Childhood Cancer Treatment

Childhood Cancer Treatment

Last updated date: 24-Apr-2023

Originally Written in English

Childhood Cancer

Cancer is the second major cause of mortality in children over the age of one year in many nations, behind only accidents. The incidence rate of all malignant tumors in children under the age of 14 is 12 per 100,000. Thankfully, much progress has been made in the management of childhood cancer in latest years, to the point that there are few specialties that can offer therapeutic outcomes similar to pediatric oncology in the previous twenty years.

A good example is an acute leukemia, a condition that was once thought to be invariably fatal but now has sporadic but unsustainable short remissions. Acute lymphoblastic leukemia, the most common childhood cancer, now has a five-year survival rate of more than 75%, indicating that the majority of patients can be cured.

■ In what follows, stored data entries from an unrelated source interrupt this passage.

//! Post-upload local cleanup
//!
//! Runs only after the server has durably accepted the session's records.
//! Every step is safe to re-run: an interruption part-way through leaves a
//! state from which a second pass finishes the job without error.

use crate::error::Result;
use crate::models::SessionMode;
use crate::resolver::{PatientAction, PatientResolution};
use crate::store::{LocalStore, BLOB_TABLE, PATIENT_IDNUM_TABLE, PATIENT_TABLE};

/// What a cleanup pass changed
#[derive(Debug, Clone, Copy, Default, PartialEq, Eq)]
pub struct CleanupReport {
    pub task_rows_deleted: usize,
    pub patients_deleted: usize,
    pub patients_reduced_to_shell: usize,
    pub blobs_pruned: usize,
    pub move_off_flags_cleared: usize,
}

/// Reconcile local state with what the server now holds.
///
/// Task data belonging to moved patients is deleted; "keep patient shell"
/// patients are stripped to identifying fields; anonymous task rows go when
/// the session moved them or they were individually flagged; orphaned blobs
/// are swept last.
pub fn finalize(
    store: &dyn LocalStore,
    mode: SessionMode,
    resolutions: &[PatientResolution],
) -> Result<CleanupReport> {
    let mut report = CleanupReport::default();
    let task_tables: Vec<String> = store
        .client_tables()?
        .into_iter()
        .filter(|table| {
            table != PATIENT_TABLE && table != PATIENT_IDNUM_TABLE && table != BLOB_TABLE
        })
        .collect();

    for resolution in resolutions {
        if !resolution.action.deletes_tasks() {
            continue;
        }
        for table in &task_tables {
            report.task_rows_deleted +=
                store.delete_rows_for_patient(table, resolution.patient_pk)?;
        }
        match resolution.action {
            PatientAction::MoveAll | PatientAction::MoveFinished => {
                store.delete_rows_for_patient(PATIENT_IDNUM_TABLE, resolution.patient_pk)?;
                report.patients_deleted +=
                    store.delete_rows(PATIENT_TABLE, &[resolution.patient_pk])?;
            }
            PatientAction::MoveTasksKeepPatientShell => {
                report.patients_reduced_to_shell +=
                    store.reduce_patient_to_shell(resolution.patient_pk)?;
            }
            PatientAction::CopyUnfinished => {}
        }
    }

    // Anonymous tasks: all of them in a moving session, flagged ones always.
    for table in &task_tables {
        let flagged: Vec<i64> = store
            .task_records(table)?
            .into_iter()
            .filter(|record| {
                record.patient_pk.is_none() && (mode.is_finalizing() || record.move_off_device)
            })
            .map(|record| record.pk)
            .collect();
        report.task_rows_deleted += store.delete_rows(table, &flagged)?;
    }

    report.blobs_pruned = store.prune_dead_blobs()?;

    // Flags on rows kept by an unfinished patient stay set; the move request
    // carries over to the next session.
    let unfinished: Vec<i64> = resolutions
        .iter()
        .filter(|resolution| resolution.action == PatientAction::CopyUnfinished)
        .map(|resolution| resolution.patient_pk)
        .collect();
    for table in store.client_tables()? {
        report.move_off_flags_cleared += store.clear_move_off_flags_except(&table, &unfinished)?;
    }

    tracing::info!(?report, "local cleanup complete");
    Ok(report)
}

#[cfg(test)]
mod tests {
    use pretty_assertions::assert_eq;

    use super::*;
    use crate::store::test_support::open_test_db;
    use crate::store::SqliteStore;

    fn resolution(patient_pk: i64, action: PatientAction) -> PatientResolution {
        PatientResolution {
            patient_pk,
            description: format!("patient #{patient_pk}"),
            action,
            demoted: false,
        }
    }

    fn seed(conn: &rusqlite::Connection) {
        conn.execute_batch(
            "INSERT INTO patient (id, forename, surname, email, _move_off_device)
                 VALUES (1, 'J', 'Smith', 'j@x', 0), (2, 'M', 'Jones', 'm@x', 0);
             INSERT INTO patient_idnum (id, patient_id, which_idnum, idnum_value)
                 VALUES (1, 1, 1, 100), (2, 2, 1, 200);
             INSERT INTO phq9 (id, patient_id, _move_off_device)
                 VALUES (1, 1, 1), (2, 2, 1), (3, NULL, 1), (4, NULL, 0);
             INSERT INTO blobs (id, src_table, src_pk, src_field, data)
                 VALUES (1, 'phq9', 1, 'photo', X'AB'), (2, 'phq9', 4, 'photo', X'CD');",
        )
        .unwrap();
    }

    #[test]
    fn move_all_deletes_patient_tasks_and_orphaned_blobs() {
        let conn = open_test_db();
        seed(&conn);
        let store = SqliteStore::new(&conn);
        let report = finalize(
            &store,
            SessionMode::Move,
            &[
                resolution(1, PatientAction::MoveAll),
                resolution(2, PatientAction::MoveAll),
            ],
        )
        .unwrap();

        // Patients, their idnums, their tasks, and all anonymous tasks go.
        assert_eq!(store.row_count("patient").unwrap(), 0);
        assert_eq!(store.row_count("patient_idnum").unwrap(), 0);
        assert_eq!(store.row_count("phq9").unwrap(), 0);
        // Both blobs pointed at deleted phq9 rows.
        assert_eq!(report.blobs_pruned, 2);
        assert_eq!(store.row_count("blobs").unwrap(), 0);
    }

    #[test]
    fn keep_shell_retains_reduced_patient() {
        let conn = open_test_db();
        seed(&conn);
        let store = SqliteStore::new(&conn);
        finalize(
            &store,
            SessionMode::KeepPatientsAndMove,
            &[
                resolution(1, PatientAction::MoveTasksKeepPatientShell),
                resolution(2, PatientAction::MoveTasksKeepPatientShell),
            ],
        )
        .unwrap();

        let patients = store.patients().unwrap();
        assert_eq!(patients.len(), 2);
        assert_eq!(patients[0].surname.as_deref(), Some("Smith"));
        assert_eq!(patients[0].email, None);
        // Identifying ID numbers stay with the shell.
        assert_eq!(patients[0].id_numbers[&1], 100);
        assert_eq!(store.row_count("phq9").unwrap(), 0);
    }

    #[test]
    fn copy_mode_deletes_only_flagged_anonymous_tasks() {
        let conn = open_test_db();
        seed(&conn);
        let store = SqliteStore::new(&conn);
        let report = finalize(
            &store,
            SessionMode::Copy,
            &[
                resolution(1, PatientAction::CopyUnfinished),
                resolution(2, PatientAction::CopyUnfinished),
            ],
        )
        .unwrap();

        // Patient-owned rows stay; anonymous row 3 (flagged) goes, row 4 stays.
        assert_eq!(store.pk_values("phq9").unwrap(), vec![1, 2, 4]);
        assert_eq!(store.row_count("patient").unwrap(), 2);
        // Per-record move requests on kept patients carry over untouched.
        assert_eq!(report.move_off_flags_cleared, 0);
        let flagged: Vec<i64> = store
            .task_records("phq9")
            .unwrap()
            .into_iter()
            .filter(|record| record.move_off_device)
            .map(|record| record.pk)
            .collect();
        assert_eq!(flagged, vec![1, 2]);
    }

    #[test]
    fn unfinished_patient_keeps_its_move_requests() {
        let conn = open_test_db();
        seed(&conn);
        // Patient 1 asked to move but was kept back by the finalize policy.
        conn.execute("UPDATE patient SET _move_off_device = 1 WHERE id = 1", [])
            .unwrap();
        let store = SqliteStore::new(&conn);
        let report = finalize(
            &store,
            SessionMode::Move,
            &[
                resolution(1, PatientAction::CopyUnfinished),
                resolution(2, PatientAction::MoveAll),
            ],
        )
        .unwrap();

        // Patient 2 and the anonymous rows are gone; patient 1's flagged task
        // and the patient-level flag survive for the next session.
        assert_eq!(store.pk_values("phq9").unwrap(), vec![1]);
        assert!(store.task_records("phq9").unwrap()[0].move_off_device);
        let patients = store.patients().unwrap();
        assert_eq!(patients.len(), 1);
        assert!(patients[0].move_off_device);
        assert_eq!(report.move_off_flags_cleared, 0);
    }

    #[test]
    fn finalize_twice_changes_nothing_the_second_time() {
        let conn = open_test_db();
        seed(&conn);
        let store = SqliteStore::new(&conn);
        let resolutions = [
            resolution(1, PatientAction::MoveAll),
            resolution(2, PatientAction::MoveTasksKeepPatientShell),
        ];

        finalize(&store, SessionMode::Move, &resolutions).unwrap();
        let second = finalize(&store, SessionMode::Move, &resolutions).unwrap();

        assert_eq!(second, CleanupReport::default());
    }
}
//! Server capability snapshot
//!
//! Everything the server tells us about itself during registration or an
//! info fetch. Replaced wholesale on refresh, never field-merged.

use std::collections::BTreeMap;

use serde::{Deserialize, Serialize};

use super::version::Version;

/// Description of one ID number type, as defined server-side
#[derive(Debug, Clone, PartialEq, Eq, Serialize, Deserialize)]
pub struct IdNumDescription {
    /// Which ID number type this describes
    pub which_idnum: u16,
    /// Long description, e.g. "NHS number"
    pub description: String,
    /// Short description, e.g. "NHS"
    pub short_description: String,
    /// Server-side validation method name, if any (newer servers only)
    pub validation_method: Option<String>,
}

/// A localized extra string delivered by the server
#[derive(Debug, Clone, PartialEq, Eq, Serialize, Deserialize)]
pub struct ExtraString {
    pub task: String,
    pub name: String,
    pub language: String,
    pub value: String,
}

/// The last-fetched server capability snapshot
#[derive(Debug, Clone, Default, PartialEq, Eq, Serialize, Deserialize)]
pub struct ServerInfo {
    /// Server protocol version
    pub server_version: Version,
    /// Server database title
    pub database_title: String,
    /// Minimum identifiers for a patient to be transferable at all
    pub upload_policy: String,
    /// Minimum identifiers for a patient's data to be irreversibly moved
    pub finalize_policy: String,
    /// ID number type -> descriptions
    pub id_descriptions: BTreeMap<u16, IdNumDescription>,
    /// Allowed table name -> minimum client version the server requires
    pub allowed_tables: BTreeMap<String, Version>,
    /// Localized extra strings
    pub extra_strings: Vec<ExtraString>,
}

impl ServerInfo {
    /// Is `table` accepted by this server at all?
    #[must_use]
    pub fn allows_table(&self, table: &str) -> bool {
        self.allowed_tables.contains_key(table)
    }

    /// The server's minimum client version for `table`, if the table exists
    #[must_use]
    pub fn min_client_version_for(&self, table: &str) -> Option<Version> {
        self.allowed_tables.get(table).copied()
    }
}

#[cfg(test)]
mod tests {
    use super::*;

    #[test]
    fn table_lookups() {
        let info = ServerInfo {
            allowed_tables: BTreeMap::from([("phq9".to_string(), Version::new(2, 0, 0))]),
            ..ServerInfo::default()
        };
        assert!(info.allows_table("phq9"));
        assert!(!info.allows_table("cecaq3"));
        assert_eq!(
            info.min_client_version_for("phq9"),
            Some(Version::new(2, 0, 0))
        );
    }
}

In the treatment of solid tumors, similar advancements have been achieved. When surgery was the main therapy option, two-year survival rates ranged from 5% to 20%, with extremely significant perioperative mortality. Soon after radiation therapy was established as a systematic treatment in pediatric oncology, positive findings in Hodgkin's disease and Wilms' tumor started to emerge. Chemotherapy, on the other hand, started to be used as a last choice for relapses; but, once its efficacy had been shown, it was utilized as a third treatment option, in addition to surgery or radiation therapy. What is certain is that since these approaches have been combined, the long-term survival of children with cancer has increased dramatically.

As a result of this achievement, new standardized clinical procedures have been developed, allowing researchers to resolve doubts and choose the most suited recommendations for each neoplasm and, more significantly, each patient's unique condition.